Continued Immigration Hard on Existing Immigrants, Native-Born Alike

A case can be made that those who suffer the most from never-ending immigration are the most recently arrived aliens. NPR, in a piece that ostensibly intended to highlight an alleged labor shortage, instead proved how continued high immigration is bad for, among others, the newest immigrant arrivals.

In her story titled “Bay Area’s High Cost of Living Squeezes Restaurant Workers, Chefs and Owners,” NPR reporter Jasmine Garsd relates Armando Ibarra’s grind to survive in San Francisco. Briefly, Ibarra has been sleeping in the back of his van for a couple of years, then walks to his job at a chain hotel near the San Francisco Airport where he showers, drinks coffee, has a smoke and proceeds to his job as a food runner.

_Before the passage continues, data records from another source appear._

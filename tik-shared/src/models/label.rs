/// Label lookup tables: categories, levels and statuses
///
/// The three tables share one shape (`id`, unique `label`) and one set of
/// operations, so they are implemented once over a [`LabelKind`] marker.
/// Uniqueness of `label` is enforced by the schema; a duplicate insert
/// surfaces as a unique-constraint database error.
///
/// # Schema
///
/// ```sql
/// CREATE TABLE categories (
///     id INTEGER PRIMARY KEY AUTOINCREMENT,
///     label VARCHAR(20) NOT NULL UNIQUE
/// );
/// ```
///
/// # Example
///
/// ```no_run
/// use tik_shared::models::label::{Category, Labels};
/// use sqlx::SqliteConnection;
///
/// # async fn example(conn: &mut SqliteConnection) -> Result<(), sqlx::Error> {
/// let id = Labels::<Category>::create(conn, "Bug").await?;
/// let category = Labels::<Category>::find_by_id(conn, id).await?;
/// assert_eq!(category.map(|c| c.label), Some("Bug".to_string()));
/// # Ok(())
/// # }
/// ```

use serde::{Deserialize, Serialize};
use sqlx::SqliteConnection;
use std::marker::PhantomData;

/// Describes one label table
pub trait LabelKind: Send + Sync + 'static {
    /// Table name
    const TABLE: &'static str;

    /// Singular entity name used in messages ("Category")
    const ENTITY: &'static str;

    /// Plural used in messages ("categories")
    const PLURAL: &'static str;
}

/// Ticket categories (Bug, Feature, ...)
pub enum Category {}

/// Ticket priority levels (Low, High, ...)
pub enum Level {}

/// Ticket workflow statuses (Open, Closed, ...)
pub enum Status {}

impl LabelKind for Category {
    const TABLE: &'static str = "categories";
    const ENTITY: &'static str = "Category";
    const PLURAL: &'static str = "categories";
}

impl LabelKind for Level {
    const TABLE: &'static str = "levels";
    const ENTITY: &'static str = "Level";
    const PLURAL: &'static str = "levels";
}

impl LabelKind for Status {
    const TABLE: &'static str = "statuses";
    const ENTITY: &'static str = "Status";
    const PLURAL: &'static str = "statuses";
}

/// A row of any label table; also its read-model
#[derive(Debug, Clone, PartialEq, Eq, Serialize, Deserialize, sqlx::FromRow)]
pub struct LabelRecord {
    pub id: i64,
    pub label: String,
}

/// Persistence operations for the label table described by `K`
pub struct Labels<K: LabelKind>(PhantomData<K>);

impl<K: LabelKind> Labels<K> {
    /// Inserts a label and returns its generated ID
    ///
    /// # Errors
    ///
    /// Returns a unique-violation database error if the label already exists.
    pub async fn create(conn: &mut SqliteConnection, label: &str) -> Result<i64, sqlx::Error> {
        let result = sqlx::query(&format!("INSERT INTO {} (label) VALUES (?)", K::TABLE))
            .bind(label)
            .execute(&mut *conn)
            .await?;

        Ok(result.last_insert_rowid())
    }

    pub async fn find_by_id(
        conn: &mut SqliteConnection,
        id: i64,
    ) -> Result<Option<LabelRecord>, sqlx::Error> {
        sqlx::query_as::<_, LabelRecord>(&format!(
            "SELECT id, label FROM {} WHERE id = ?",
            K::TABLE
        ))
        .bind(id)
        .fetch_optional(&mut *conn)
        .await
    }

    /// Lists every label in creation order
    pub async fn list(conn: &mut SqliteConnection) -> Result<Vec<LabelRecord>, sqlx::Error> {
        sqlx::query_as::<_, LabelRecord>(&format!(
            "SELECT id, label FROM {} ORDER BY id",
            K::TABLE
        ))
        .fetch_all(&mut *conn)
        .await
    }

    /// Sets the label of an existing row
    ///
    /// `None` writes NULL, which the schema rejects with a not-null violation.
    ///
    /// # Returns
    ///
    /// True if a row was updated, false if the row no longer exists
    pub async fn update(
        conn: &mut SqliteConnection,
        id: i64,
        label: Option<String>,
    ) -> Result<bool, sqlx::Error> {
        let result = sqlx::query(&format!("UPDATE {} SET label = ? WHERE id = ?", K::TABLE))
            .bind(label)
            .bind(id)
            .execute(&mut *conn)
            .await?;

        Ok(result.rows_affected() > 0)
    }

    /// Deletes a label by ID
    ///
    /// # Errors
    ///
    /// Returns a foreign-key database error while a ticket still references it.
    pub async fn delete(conn: &mut SqliteConnection, id: i64) -> Result<bool, sqlx::Error> {
        let result = sqlx::query(&format!("DELETE FROM {} WHERE id = ?", K::TABLE))
            .bind(id)
            .execute(&mut *conn)
            .await?;

        Ok(result.rows_affected() > 0)
    }
}
/// Integration tests for the user endpoints

mod common;

use axum::http::StatusCode;
use common::{user_body, TestContext};
use serde_json::json;

#[tokio::test]
async fn test_create_user_hides_password() {
    let ctx = TestContext::new().await.unwrap();

    let response = ctx.post("/users/", user_body("johndoe")).await;

    response.assert_status(StatusCode::CREATED);
    let body = response.json();
    assert_eq!(body["username"], "johndoe");
    assert_eq!(body["email"], "johndoe@example.com");
    assert_eq!(body["projects"], json!([]));
    assert_eq!(body["tickets"], json!([]));
    assert_eq!(body["comments"], json!([]));
    assert!(body.get("password").is_none());
    assert!(body.get("password_hash").is_none());
}

#[tokio::test]
async fn test_password_is_stored_hashed() {
    let ctx = TestContext::new().await.unwrap();
    let id = ctx.create_user("johndoe").await;

    let hash: String = sqlx::query_scalar("SELECT password_hash FROM users WHERE id = ?")
        .bind(id)
        .fetch_one(&ctx.db)
        .await
        .unwrap();

    assert!(hash.starts_with("$argon2id$"));
    assert!(!hash.contains("password123"));
}

#[tokio::test]
async fn test_post_then_get_is_identical() {
    let ctx = TestContext::new().await.unwrap();

    let created = ctx.post("/users/", user_body("johndoe")).await;
    created.assert_status(StatusCode::CREATED);
    let id = created.json()["id"].as_i64().unwrap();

    let fetched = ctx.get(&format!("/users/{}", id)).await;
    fetched.assert_status(StatusCode::OK);
    assert_eq!(fetched.json(), created.json());
}

#[tokio::test]
async fn test_pagination_of_two_users() {
    let ctx = TestContext::new().await.unwrap();
    ctx.create_user("alice").await;
    ctx.create_user("bob").await;

    let response = ctx.get("/users/?page=1&size=10").await;

    response.assert_status(StatusCode::OK);
    let body = response.json();
    assert_eq!(body["total"], 2);
    assert_eq!(body["page"], 1);
    assert_eq!(body["size"], 10);
    assert_eq!(body["pages"], 1);
    assert_eq!(body["items"][0]["username"], "alice");
    assert_eq!(body["items"][1]["username"], "bob");
    assert_eq!(body["links"]["first"], "/users/?page=1&size=10");
    assert_eq!(body["links"]["last"], "/users/?page=1&size=10");
    assert!(body["links"]["previous"].is_null());
    assert!(body["links"]["next"].is_null());
}

#[tokio::test]
async fn test_pagination_defaults_and_navigation() {
    let ctx = TestContext::new().await.unwrap();
    for name in ["u1", "u2", "u3"] {
        ctx.create_user(name).await;
    }

    let response = ctx.get("/users/").await;
    response.assert_status(StatusCode::OK);
    assert_eq!(response.json()["page"], 1);
    assert_eq!(response.json()["size"], 50);

    let response = ctx.get("/users/?page=2&size=1").await;
    response.assert_status(StatusCode::OK);
    let body = response.json();
    assert_eq!(body["items"].as_array().unwrap().len(), 1);
    assert_eq!(body["items"][0]["username"], "u2");
    assert_eq!(body["pages"], 3);
    assert_eq!(body["links"]["previous"], "/users/?page=1&size=1");
    assert_eq!(body["links"]["next"], "/users/?page=3&size=1");
}

#[tokio::test]
async fn test_page_past_the_end_is_not_found() {
    let ctx = TestContext::new().await.unwrap();
    ctx.create_user("alice").await;

    let response = ctx.get("/users/?page=5&size=10").await;

    response.assert_status(StatusCode::NOT_FOUND);
    assert_eq!(response.json()["message"], "No users found");
}

#[tokio::test]
async fn test_page_bounds_are_validated() {
    let ctx = TestContext::new().await.unwrap();

    let response = ctx.get("/users/?page=0").await;
    response.assert_status(StatusCode::UNPROCESSABLE_ENTITY);
    assert_eq!(response.json()["errors"][0]["loc"], json!(["query", "page"]));

    let response = ctx.get("/users/?size=101").await;
    response.assert_status(StatusCode::UNPROCESSABLE_ENTITY);
    assert_eq!(response.json()["errors"][0]["loc"], json!(["query", "size"]));
    assert_eq!(response.json()["errors"][0]["type"], "less_than_equal");

    let response = ctx.get("/users/?size=ten").await;
    response.assert_status(StatusCode::UNPROCESSABLE_ENTITY);
    assert_eq!(response.json()["errors"][0]["type"], "int_parsing");
}

#[tokio::test]
async fn test_page_beyond_offset_range_is_validated() {
    let ctx = TestContext::new().await.unwrap();
    ctx.create_user("alice").await;

    let response = ctx.get("/users/?page=9223372036854775807&size=50").await;

    response.assert_status(StatusCode::UNPROCESSABLE_ENTITY);
    assert_eq!(response.json()["errors"][0]["loc"], json!(["query", "page"]));
    assert_eq!(response.json()["errors"][0]["type"], "less_than_equal");

    let response = ctx.get("/comments/?page=9223372036854775807").await;
    response.assert_status(StatusCode::UNPROCESSABLE_ENTITY);
    assert_eq!(response.json()["errors"][0]["loc"], json!(["query", "page"]));
}

#[tokio::test]
async fn test_invalid_user_body() {
    let ctx = TestContext::new().await.unwrap();

    let mut body = user_body("johndoe");
    body["email"] = json!("not-an-email");
    body["password"] = json!("short");

    let response = ctx.post("/users/", body).await;

    response.assert_status(StatusCode::UNPROCESSABLE_ENTITY);
    let errors = response.json()["errors"].clone();
    assert_eq!(errors.as_array().unwrap().len(), 2);
    assert_eq!(errors[0]["loc"], json!(["body", "email"]));
    assert_eq!(errors[1]["loc"], json!(["body", "password"]));
    assert_eq!(errors[1]["type"], "string_too_short");
}

#[tokio::test]
async fn test_duplicate_username_is_integrity_error() {
    let ctx = TestContext::new().await.unwrap();
    ctx.create_user("johndoe").await;

    let mut body = user_body("johndoe");
    body["email"] = json!("other@example.com");

    let response = ctx.post("/users/", body).await;

    response.assert_status(StatusCode::BAD_REQUEST);
}

#[tokio::test]
async fn test_partial_update() {
    let ctx = TestContext::new().await.unwrap();
    let id = ctx.create_user("johndoe").await;

    let response = ctx
        .put(&format!("/users/{}", id), json!({ "first_name": "Jane" }))
        .await;

    response.assert_status(StatusCode::OK);
    assert_eq!(response.json()["first_name"], "Jane");
    assert_eq!(response.json()["last_name"], "Doe");
    assert_eq!(response.json()["username"], "johndoe");
}

#[tokio::test]
async fn test_empty_update_returns_current_state() {
    let ctx = TestContext::new().await.unwrap();
    let created = ctx.post("/users/", user_body("johndoe")).await;
    let id = created.json()["id"].as_i64().unwrap();

    let response = ctx.put(&format!("/users/{}", id), json!({})).await;

    response.assert_status(StatusCode::OK);
    assert_eq!(response.json(), created.json());
}

#[tokio::test]
async fn test_password_update_is_rehashed() {
    let ctx = TestContext::new().await.unwrap();
    let id = ctx.create_user("johndoe").await;

    let response = ctx
        .put(&format!("/users/{}", id), json!({ "password": "new-password" }))
        .await;
    response.assert_status(StatusCode::OK);

    let old = ctx
        .post("/auth/token", json!({ "username": "johndoe", "password": "password123" }))
        .await;
    old.assert_status(StatusCode::UNAUTHORIZED);

    let new = ctx
        .post("/auth/token", json!({ "username": "johndoe", "password": "new-password" }))
        .await;
    new.assert_status(StatusCode::OK);
}

#[tokio::test]
async fn test_update_invalid_email_is_validation_error() {
    let ctx = TestContext::new().await.unwrap();
    let id = ctx.create_user("johndoe").await;

    let response = ctx
        .put(&format!("/users/{}", id), json!({ "email": "nope" }))
        .await;

    response.assert_status(StatusCode::UNPROCESSABLE_ENTITY);
    assert_eq!(response.json()["errors"][0]["loc"], json!(["body", "email"]));
}

#[tokio::test]
async fn test_delete_user_cascades() {
    let ctx = TestContext::new().await.unwrap();
    let seed = ctx.seed_ticket().await;
    let comment_id = ctx
        .create_comment(seed.user_id, seed.ticket_id, "Reproduced")
        .await;

    let response = ctx.delete(&format!("/users/{}", seed.user_id)).await;
    response.assert_status(StatusCode::OK);

    ctx.get(&format!("/users/{}", seed.user_id))
        .await
        .assert_status(StatusCode::NOT_FOUND);
    ctx.get(&format!("/projects/{}", seed.project_id))
        .await
        .assert_status(StatusCode::NOT_FOUND);
    ctx.get(&format!("/tickets/{}", seed.ticket_id))
        .await
        .assert_status(StatusCode::NOT_FOUND);
    ctx.get(&format!("/comments/{}", comment_id))
        .await
        .assert_status(StatusCode::NOT_FOUND);

    // Labels are not owned by the user and survive.
    ctx.get(&format!("/statuses/{}", seed.status_id))
        .await
        .assert_status(StatusCode::OK);
}

#[tokio::test]
async fn test_user_view_lists_created_entities() {
    let ctx = TestContext::new().await.unwrap();
    let seed = ctx.seed_ticket().await;
    ctx.create_comment(seed.user_id, seed.ticket_id, "First").await;

    let response = ctx.get(&format!("/users/{}", seed.user_id)).await;

    response.assert_status(StatusCode::OK);
    let body = response.json();
    assert_eq!(body["projects"][0]["label"], "Backend");
    assert_eq!(body["tickets"][0]["title"], "Login fails");
    assert_eq!(body["tickets"][0]["status"]["label"], "Open");
    assert_eq!(body["comments"][0]["content"], "First");
}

Ibarra says that he, like everyone else earning the princely sum of $15 an hour, can’t afford to live in San Francisco where a one-bedroom apartment rents for $3,000 a month. Before sleeping in his van, Ibarra moved in with his mother in San Jose, and paid her $800 monthly. But the four-hour, bumper-to-bumper round-trip commute to his job site got the best of Ibarra. Since he was already spending four hours in his vehicle, Ibarra figured he might as well sleep in it.

After sharing Ibarra’s lifestyle, the reporter talked about how a worker shortage forced many local restaurants to close or resort to automation, generating $6 hamburgers. As for Ibarra, he eats at Taco Bell, Burger King or the nearest gas station. The story doesn’t reveal Ibarra’s immigration philosophy. But one immigration outcome is certain: more immigration means more job competition for Ibarra when he seeks to advance. Or, more dire, Ibarra could lose his job to the newest immigrant arrival who is eager and willing to work for less. To illegal immigrants without options, any job is better than none.

Given the real estate market in and around the Bay Area, Ibarra could live in his van for a long time. For years, solving the affordable housing crisis has been a Sacramento rallying cry. In 2017, Gov. Jerry Brown signed a package of 15 affordable housing bills that cleared the California Assembly. Brown’s successor, Gavin Newsom, proposed in his budget that $1.75 billion be earmarked for affordable housing. Newsom called his concept a housing Marshall Plan.

But, “there’s many a slip twixt cup and lip.” How many low-cost houses might actually be built, and whether they’ll be constructed in enough time to help Ibarra or the tens of thousands of other homeless Californians, is anyone’s guess. Wagering Californians, having seen the catastrophic, bottomless bullet-train-to-nowhere money pit that was projected to eventually light a match to more than $77 billion, aren’t holding their breath. Little wonder they’re skeptical. According to the California Housing and Community Development Department, 526 cities failed to meet their housing goals.

Ibarra and the other tens of thousands of homeless Californians are unlikely to ever move into an affordable home. California has roughly one-quarter of the nation’s chronically homeless. In the meantime, hundreds line up at the Southwest border, some of whom would welcome an opportunity to work on the cheap as a food runner, Ibarra’s job, and to have a roof over their heads.

But development, even if it starts tomorrow, can’t keep up with California’s population growth. By 2050, California’s population will hit 50 million, up about 25 percent from today’s 40 million, and most of the growth is immigration-driven. Imagine already-bursting-at-the-seams cities, including Los Angeles, San Jose, San Francisco and Sacramento, with a 25 percent population growth, and you’ll be imagining a very ugly picture.

For California, already at the breaking point, the next few years will be pivotal. To save California, a tall order that may be beyond reach, federal and state leaders will have to do a 180, and work toward a sensible, sustainable immigration level. But, to quote another old line, perhaps things will get worse before they get better.